WHAT YOU ARE ASKED TO DO –
If a line in the records below contains the word "stmt", return that line.

****************************************

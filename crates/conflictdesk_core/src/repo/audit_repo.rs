//! Append-only audit trail persistence.

use super::{opt_uuid_text, read_optional_uuid, read_uuid, RepoError, RepoResult, SqliteStore};
use crate::model::audit::AuditEntry;
use crate::model::{AuditId, ConsultationId};
use rusqlite::params;

pub trait AuditRepository {
    fn append_audit(&self, entry: &AuditEntry) -> RepoResult<AuditId>;
    /// Entries for one consultation, oldest first.
    fn list_audit(&self, consultation_id: ConsultationId) -> RepoResult<Vec<AuditEntry>>;
}

impl AuditRepository for SqliteStore<'_> {
    fn append_audit(&self, entry: &AuditEntry) -> RepoResult<AuditId> {
        entry.validate()?;
        let detail = entry.detail.as_ref().map(ToString::to_string);
        self.conn.execute(
            "INSERT INTO auditoria (
                id,
                consulta_id,
                usuario_responsable,
                evento,
                detalle,
                fecha_evento
            ) VALUES (?1, ?2, ?3, ?4, ?5, ?6);",
            params![
                entry.id.to_string(),
                opt_uuid_text(entry.consultation_id),
                opt_uuid_text(entry.actor_id),
                entry.event.as_str(),
                detail,
                entry.occurred_at,
            ],
        )?;
        Ok(entry.id)
    }

    fn list_audit(&self, consultation_id: ConsultationId) -> RepoResult<Vec<AuditEntry>> {
        let mut stmt = self.conn.prepare(
            "SELECT
                id,
                consulta_id,
                usuario_responsable,
                evento,
                detalle,
                fecha_evento
             FROM auditoria
             WHERE consulta_id = ?1
             ORDER BY fecha_evento ASC, rowid ASC;",
        )?;
        let mut rows = stmt.query([consultation_id.to_string()])?;
        let mut entries = Vec::new();
        while let Some(row) = rows.next()? {
            let detail = match row.get::<_, Option<String>>("detalle")? {
                Some(text) => Some(serde_json::from_str(&text).map_err(|err| {
                    RepoError::InvalidData(format!("invalid json in auditoria.detalle: {err}"))
                })?),
                None => None,
            };
            entries.push(AuditEntry {
                id: read_uuid(row, "id", "auditoria")?,
                consultation_id: read_optional_uuid(row, "consulta_id", "auditoria")?,
                actor_id: read_optional_uuid(row, "usuario_responsable", "auditoria")?,
                event: row.get("evento")?,
                detail,
                occurred_at: row.get("fecha_evento")?,
            });
        }
        Ok(entries)
    }
}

****************************************

ANSWER FOR THE TASK –
        let mut stmt = self.conn.prepare(
        let mut rows = stmt.query([consultation_id.to_string()])?;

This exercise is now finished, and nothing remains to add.